▶ **WORK REQUEST**
Look for the word "units" in the entries and copy each line where it appears.

□ □ □ □

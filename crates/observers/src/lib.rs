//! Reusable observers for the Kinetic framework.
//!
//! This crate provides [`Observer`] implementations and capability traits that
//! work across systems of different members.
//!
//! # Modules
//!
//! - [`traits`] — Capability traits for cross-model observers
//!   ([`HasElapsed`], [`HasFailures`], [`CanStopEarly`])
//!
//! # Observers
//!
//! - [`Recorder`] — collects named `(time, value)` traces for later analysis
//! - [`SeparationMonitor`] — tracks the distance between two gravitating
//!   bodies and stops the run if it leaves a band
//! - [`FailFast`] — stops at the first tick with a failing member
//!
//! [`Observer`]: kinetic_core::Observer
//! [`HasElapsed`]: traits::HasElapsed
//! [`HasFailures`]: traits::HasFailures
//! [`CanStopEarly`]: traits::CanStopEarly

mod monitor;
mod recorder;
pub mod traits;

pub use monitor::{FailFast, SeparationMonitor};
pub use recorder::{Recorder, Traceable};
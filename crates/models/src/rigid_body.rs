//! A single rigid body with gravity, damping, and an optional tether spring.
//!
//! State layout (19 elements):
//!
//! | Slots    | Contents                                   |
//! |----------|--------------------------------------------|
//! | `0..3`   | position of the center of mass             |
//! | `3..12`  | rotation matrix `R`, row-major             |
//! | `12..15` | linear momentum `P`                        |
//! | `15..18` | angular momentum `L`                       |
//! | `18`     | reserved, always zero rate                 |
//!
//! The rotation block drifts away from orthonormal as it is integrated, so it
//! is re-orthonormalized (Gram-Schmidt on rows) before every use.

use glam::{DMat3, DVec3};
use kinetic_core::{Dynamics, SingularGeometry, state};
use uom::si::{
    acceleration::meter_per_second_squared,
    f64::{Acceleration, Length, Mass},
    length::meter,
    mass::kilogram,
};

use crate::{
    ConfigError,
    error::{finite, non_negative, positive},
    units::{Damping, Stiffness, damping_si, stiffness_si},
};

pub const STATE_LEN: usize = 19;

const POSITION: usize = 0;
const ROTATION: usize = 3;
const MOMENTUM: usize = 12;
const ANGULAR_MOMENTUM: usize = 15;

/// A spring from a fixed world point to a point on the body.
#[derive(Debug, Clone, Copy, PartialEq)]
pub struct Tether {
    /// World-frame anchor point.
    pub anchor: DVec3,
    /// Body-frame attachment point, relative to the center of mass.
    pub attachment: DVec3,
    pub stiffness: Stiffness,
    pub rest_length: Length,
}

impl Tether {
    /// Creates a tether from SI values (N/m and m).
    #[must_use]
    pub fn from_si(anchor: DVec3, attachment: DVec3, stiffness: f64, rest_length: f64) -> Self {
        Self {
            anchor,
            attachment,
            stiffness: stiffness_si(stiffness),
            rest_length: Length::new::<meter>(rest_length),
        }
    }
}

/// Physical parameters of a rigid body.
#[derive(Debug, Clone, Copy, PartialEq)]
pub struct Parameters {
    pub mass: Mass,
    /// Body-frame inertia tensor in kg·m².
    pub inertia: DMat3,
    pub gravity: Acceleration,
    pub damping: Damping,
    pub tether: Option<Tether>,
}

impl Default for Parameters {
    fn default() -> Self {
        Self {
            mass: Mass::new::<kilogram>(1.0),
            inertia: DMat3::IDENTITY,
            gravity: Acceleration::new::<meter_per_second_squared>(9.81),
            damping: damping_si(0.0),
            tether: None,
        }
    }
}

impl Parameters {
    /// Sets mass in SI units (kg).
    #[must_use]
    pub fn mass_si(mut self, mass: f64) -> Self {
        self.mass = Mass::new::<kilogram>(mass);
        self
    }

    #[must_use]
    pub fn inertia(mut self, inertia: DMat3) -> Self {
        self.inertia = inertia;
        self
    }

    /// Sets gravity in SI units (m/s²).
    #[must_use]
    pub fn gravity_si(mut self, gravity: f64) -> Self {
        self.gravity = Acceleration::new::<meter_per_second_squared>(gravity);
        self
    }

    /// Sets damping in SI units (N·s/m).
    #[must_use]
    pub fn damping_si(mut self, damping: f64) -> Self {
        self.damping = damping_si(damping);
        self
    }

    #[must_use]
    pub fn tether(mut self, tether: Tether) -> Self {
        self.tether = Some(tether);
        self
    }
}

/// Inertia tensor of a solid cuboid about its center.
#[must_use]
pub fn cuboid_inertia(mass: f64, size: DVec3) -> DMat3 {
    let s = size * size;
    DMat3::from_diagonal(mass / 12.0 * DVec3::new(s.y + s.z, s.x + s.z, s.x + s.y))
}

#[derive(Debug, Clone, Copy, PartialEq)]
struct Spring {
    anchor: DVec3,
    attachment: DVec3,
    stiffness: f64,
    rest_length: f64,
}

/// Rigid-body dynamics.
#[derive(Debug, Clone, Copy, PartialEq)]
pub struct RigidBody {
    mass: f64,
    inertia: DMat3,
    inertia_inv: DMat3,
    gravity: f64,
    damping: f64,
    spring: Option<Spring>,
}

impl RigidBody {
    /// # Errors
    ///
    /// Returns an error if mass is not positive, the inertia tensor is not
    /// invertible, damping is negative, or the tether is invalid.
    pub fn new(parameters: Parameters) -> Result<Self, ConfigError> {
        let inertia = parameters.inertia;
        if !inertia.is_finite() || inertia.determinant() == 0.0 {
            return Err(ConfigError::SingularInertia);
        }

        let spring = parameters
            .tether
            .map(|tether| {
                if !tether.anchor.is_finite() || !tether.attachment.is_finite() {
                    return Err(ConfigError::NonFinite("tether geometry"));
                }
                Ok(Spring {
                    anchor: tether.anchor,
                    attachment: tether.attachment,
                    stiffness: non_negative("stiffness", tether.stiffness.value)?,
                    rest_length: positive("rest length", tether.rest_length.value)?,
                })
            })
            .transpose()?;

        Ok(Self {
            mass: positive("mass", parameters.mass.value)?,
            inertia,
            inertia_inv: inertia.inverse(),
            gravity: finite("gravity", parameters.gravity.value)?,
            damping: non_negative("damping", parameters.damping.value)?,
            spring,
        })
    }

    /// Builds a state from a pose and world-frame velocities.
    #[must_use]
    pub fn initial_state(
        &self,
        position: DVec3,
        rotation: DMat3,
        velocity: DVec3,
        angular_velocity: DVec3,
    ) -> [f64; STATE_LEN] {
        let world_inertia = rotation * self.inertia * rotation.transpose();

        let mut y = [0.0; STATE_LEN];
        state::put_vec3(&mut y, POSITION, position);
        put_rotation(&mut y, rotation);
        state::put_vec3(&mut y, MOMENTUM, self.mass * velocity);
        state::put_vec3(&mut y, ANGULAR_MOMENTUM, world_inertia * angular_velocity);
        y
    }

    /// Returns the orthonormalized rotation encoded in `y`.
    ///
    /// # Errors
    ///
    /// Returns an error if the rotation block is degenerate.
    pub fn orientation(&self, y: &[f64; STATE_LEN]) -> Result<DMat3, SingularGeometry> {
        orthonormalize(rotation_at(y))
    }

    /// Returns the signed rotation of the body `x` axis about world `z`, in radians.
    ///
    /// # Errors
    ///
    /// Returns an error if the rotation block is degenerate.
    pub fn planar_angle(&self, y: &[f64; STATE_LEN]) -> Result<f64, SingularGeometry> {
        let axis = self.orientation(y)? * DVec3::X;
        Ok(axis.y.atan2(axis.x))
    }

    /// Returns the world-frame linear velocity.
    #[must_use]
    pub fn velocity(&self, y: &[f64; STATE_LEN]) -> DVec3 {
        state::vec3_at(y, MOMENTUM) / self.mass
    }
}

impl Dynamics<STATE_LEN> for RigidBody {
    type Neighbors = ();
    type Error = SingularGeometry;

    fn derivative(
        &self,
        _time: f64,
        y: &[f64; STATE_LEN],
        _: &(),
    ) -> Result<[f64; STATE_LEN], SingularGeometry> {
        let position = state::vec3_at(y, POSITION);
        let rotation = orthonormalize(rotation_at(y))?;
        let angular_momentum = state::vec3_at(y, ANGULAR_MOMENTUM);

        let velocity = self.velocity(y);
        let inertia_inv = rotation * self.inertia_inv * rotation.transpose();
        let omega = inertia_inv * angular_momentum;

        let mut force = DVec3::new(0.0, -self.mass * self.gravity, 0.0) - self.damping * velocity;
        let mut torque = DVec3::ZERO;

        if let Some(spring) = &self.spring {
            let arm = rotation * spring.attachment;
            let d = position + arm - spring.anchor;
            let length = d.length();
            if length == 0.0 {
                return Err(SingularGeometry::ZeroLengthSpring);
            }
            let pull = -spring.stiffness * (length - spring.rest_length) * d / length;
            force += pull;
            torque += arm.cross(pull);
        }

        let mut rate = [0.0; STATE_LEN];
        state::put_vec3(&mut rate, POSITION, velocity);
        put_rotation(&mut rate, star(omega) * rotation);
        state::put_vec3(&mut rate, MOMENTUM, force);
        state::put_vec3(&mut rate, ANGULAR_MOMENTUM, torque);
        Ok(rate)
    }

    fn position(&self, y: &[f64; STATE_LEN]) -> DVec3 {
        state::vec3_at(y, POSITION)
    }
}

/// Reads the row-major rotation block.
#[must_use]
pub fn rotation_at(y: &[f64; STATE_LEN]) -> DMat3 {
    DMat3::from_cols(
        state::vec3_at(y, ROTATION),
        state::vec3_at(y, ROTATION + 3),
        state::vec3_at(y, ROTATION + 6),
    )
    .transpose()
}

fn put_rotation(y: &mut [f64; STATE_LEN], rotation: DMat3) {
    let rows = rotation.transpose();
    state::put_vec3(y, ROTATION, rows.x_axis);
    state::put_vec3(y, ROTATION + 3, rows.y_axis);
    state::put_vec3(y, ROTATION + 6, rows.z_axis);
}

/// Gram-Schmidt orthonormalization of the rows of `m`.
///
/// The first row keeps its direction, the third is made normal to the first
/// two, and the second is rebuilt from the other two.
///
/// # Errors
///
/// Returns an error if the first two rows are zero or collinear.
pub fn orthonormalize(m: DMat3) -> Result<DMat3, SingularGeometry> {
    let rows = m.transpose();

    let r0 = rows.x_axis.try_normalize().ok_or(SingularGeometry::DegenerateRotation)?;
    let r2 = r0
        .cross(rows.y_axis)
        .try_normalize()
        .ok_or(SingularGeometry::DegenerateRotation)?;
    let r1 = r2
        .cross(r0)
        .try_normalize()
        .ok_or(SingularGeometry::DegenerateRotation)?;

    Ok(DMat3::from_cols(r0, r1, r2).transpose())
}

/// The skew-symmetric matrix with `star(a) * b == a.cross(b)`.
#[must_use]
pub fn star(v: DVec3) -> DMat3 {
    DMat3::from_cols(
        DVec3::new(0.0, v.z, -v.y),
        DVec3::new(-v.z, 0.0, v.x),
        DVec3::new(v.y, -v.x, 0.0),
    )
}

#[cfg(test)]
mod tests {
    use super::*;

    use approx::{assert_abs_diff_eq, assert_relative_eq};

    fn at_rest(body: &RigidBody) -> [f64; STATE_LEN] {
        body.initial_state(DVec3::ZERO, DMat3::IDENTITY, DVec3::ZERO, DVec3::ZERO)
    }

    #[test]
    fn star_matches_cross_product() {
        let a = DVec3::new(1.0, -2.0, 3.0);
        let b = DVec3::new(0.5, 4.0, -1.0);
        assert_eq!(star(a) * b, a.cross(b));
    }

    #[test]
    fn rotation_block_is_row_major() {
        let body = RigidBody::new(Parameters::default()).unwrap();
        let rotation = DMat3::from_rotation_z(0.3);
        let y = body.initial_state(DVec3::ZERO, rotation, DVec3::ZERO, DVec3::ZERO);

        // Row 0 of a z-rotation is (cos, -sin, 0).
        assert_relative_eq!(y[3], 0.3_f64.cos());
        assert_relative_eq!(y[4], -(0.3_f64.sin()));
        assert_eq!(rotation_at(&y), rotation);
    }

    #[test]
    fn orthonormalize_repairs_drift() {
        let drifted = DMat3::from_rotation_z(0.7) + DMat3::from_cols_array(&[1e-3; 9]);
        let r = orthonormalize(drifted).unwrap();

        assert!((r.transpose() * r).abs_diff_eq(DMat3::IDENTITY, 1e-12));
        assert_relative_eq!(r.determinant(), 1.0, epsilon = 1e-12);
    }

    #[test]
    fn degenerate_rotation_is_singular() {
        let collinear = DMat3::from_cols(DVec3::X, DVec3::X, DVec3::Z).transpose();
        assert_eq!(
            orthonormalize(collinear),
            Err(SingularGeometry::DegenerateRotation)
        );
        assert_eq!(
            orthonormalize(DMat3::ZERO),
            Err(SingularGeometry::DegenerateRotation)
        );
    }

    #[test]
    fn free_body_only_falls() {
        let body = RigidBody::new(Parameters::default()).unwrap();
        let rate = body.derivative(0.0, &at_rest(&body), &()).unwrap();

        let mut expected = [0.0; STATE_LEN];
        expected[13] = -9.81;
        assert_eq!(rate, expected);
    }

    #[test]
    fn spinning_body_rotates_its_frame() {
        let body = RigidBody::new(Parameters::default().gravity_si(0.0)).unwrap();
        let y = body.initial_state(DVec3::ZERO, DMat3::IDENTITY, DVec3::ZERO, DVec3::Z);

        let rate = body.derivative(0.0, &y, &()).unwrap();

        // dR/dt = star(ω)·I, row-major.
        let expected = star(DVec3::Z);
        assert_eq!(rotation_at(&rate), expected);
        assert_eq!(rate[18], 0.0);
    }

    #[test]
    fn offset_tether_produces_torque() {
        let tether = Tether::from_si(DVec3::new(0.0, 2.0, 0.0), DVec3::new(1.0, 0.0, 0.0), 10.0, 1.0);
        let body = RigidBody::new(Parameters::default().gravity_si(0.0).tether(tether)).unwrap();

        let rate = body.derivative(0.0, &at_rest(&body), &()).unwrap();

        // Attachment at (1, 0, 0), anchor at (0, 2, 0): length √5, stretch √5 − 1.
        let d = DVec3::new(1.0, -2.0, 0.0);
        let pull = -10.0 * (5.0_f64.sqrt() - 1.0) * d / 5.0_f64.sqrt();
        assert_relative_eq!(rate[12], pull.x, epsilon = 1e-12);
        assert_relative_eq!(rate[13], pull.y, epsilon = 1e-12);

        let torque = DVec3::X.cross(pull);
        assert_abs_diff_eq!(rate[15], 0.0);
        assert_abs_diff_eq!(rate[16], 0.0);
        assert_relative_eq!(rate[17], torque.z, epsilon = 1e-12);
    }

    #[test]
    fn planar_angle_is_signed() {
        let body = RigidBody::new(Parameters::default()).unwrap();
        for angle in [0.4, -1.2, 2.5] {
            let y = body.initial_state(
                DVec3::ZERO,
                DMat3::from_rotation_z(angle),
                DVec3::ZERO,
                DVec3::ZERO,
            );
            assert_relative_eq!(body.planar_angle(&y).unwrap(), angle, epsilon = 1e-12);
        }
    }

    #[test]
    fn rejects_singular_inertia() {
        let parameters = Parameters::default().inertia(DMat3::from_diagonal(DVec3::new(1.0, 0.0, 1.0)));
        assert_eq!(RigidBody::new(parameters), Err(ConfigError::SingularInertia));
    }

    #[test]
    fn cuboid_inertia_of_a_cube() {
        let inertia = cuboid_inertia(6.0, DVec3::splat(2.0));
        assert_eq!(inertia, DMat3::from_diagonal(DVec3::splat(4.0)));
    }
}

□ □ □ □

▶ **OUTPUT FOR THIS TASK**
    units::{Damping, Stiffness, damping_si, stiffness_si},
    /// Sets mass in SI units (kg).
    /// Sets gravity in SI units (m/s²).
    /// Sets damping in SI units (N·s/m).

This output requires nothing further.